**Exercise objective**:
Show every line in the entries below where the word "reason" appears.

Records excerpted from a collection
Segment Open
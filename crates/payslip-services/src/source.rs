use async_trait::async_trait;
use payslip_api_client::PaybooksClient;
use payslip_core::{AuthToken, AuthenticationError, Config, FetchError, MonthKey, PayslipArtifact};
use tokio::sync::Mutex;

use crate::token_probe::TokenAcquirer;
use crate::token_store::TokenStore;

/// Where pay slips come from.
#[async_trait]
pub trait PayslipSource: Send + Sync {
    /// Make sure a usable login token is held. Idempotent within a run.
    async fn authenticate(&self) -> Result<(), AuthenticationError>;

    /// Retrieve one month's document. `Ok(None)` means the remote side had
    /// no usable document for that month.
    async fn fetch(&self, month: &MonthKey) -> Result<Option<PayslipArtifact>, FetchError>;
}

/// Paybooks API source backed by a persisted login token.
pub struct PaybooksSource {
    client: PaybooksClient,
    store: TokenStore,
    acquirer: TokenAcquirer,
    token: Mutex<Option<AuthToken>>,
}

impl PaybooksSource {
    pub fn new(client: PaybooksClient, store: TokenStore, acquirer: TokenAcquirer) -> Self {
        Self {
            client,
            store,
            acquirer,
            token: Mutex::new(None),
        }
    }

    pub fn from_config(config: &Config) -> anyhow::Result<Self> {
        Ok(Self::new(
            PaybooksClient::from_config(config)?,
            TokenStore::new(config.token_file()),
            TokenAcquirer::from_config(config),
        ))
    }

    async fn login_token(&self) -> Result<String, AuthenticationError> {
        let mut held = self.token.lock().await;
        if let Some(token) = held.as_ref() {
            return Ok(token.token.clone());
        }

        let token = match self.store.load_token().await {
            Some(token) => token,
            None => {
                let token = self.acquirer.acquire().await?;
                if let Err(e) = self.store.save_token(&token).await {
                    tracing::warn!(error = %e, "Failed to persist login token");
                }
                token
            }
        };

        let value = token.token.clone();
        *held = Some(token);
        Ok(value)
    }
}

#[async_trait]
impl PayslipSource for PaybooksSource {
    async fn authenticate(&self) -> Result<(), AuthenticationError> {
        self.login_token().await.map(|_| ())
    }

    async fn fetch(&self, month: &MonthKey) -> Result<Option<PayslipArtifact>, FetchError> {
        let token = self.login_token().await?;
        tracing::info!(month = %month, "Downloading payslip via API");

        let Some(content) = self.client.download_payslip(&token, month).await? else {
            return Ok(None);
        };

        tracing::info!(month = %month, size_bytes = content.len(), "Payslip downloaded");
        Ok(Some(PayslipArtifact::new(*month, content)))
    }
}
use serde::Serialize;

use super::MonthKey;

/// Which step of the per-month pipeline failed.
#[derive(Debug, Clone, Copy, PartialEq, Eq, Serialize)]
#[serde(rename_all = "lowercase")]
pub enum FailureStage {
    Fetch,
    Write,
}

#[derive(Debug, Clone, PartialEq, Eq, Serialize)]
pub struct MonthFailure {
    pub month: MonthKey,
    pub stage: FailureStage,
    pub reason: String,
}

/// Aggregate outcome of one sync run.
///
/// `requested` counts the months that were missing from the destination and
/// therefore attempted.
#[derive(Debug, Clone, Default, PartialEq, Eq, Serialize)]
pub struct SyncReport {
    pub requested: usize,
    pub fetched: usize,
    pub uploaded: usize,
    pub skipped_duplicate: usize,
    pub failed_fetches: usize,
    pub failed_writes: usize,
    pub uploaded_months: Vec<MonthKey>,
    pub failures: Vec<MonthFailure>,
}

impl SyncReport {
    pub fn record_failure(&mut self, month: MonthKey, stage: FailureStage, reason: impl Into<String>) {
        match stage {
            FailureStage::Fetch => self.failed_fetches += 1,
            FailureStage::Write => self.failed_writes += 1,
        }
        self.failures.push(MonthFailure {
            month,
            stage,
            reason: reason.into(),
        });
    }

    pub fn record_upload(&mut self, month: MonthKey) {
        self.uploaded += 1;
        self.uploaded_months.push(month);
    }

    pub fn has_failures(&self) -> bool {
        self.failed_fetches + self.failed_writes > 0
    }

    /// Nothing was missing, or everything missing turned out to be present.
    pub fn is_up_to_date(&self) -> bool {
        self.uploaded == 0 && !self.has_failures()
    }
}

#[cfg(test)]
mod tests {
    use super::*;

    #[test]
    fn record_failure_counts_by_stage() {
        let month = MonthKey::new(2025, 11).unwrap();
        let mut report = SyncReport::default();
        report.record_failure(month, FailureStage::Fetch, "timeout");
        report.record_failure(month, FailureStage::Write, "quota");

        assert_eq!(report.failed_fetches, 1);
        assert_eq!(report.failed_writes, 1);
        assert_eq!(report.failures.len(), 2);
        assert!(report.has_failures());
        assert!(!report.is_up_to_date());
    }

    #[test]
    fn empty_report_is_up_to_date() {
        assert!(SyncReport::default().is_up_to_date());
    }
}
Segment Closed
**Your response**:
    pub reason: String,
    pub fn record_failure(&mut self, month: MonthKey, stage: FailureStage, reason: impl Into<String>) {
            reason: reason.into(),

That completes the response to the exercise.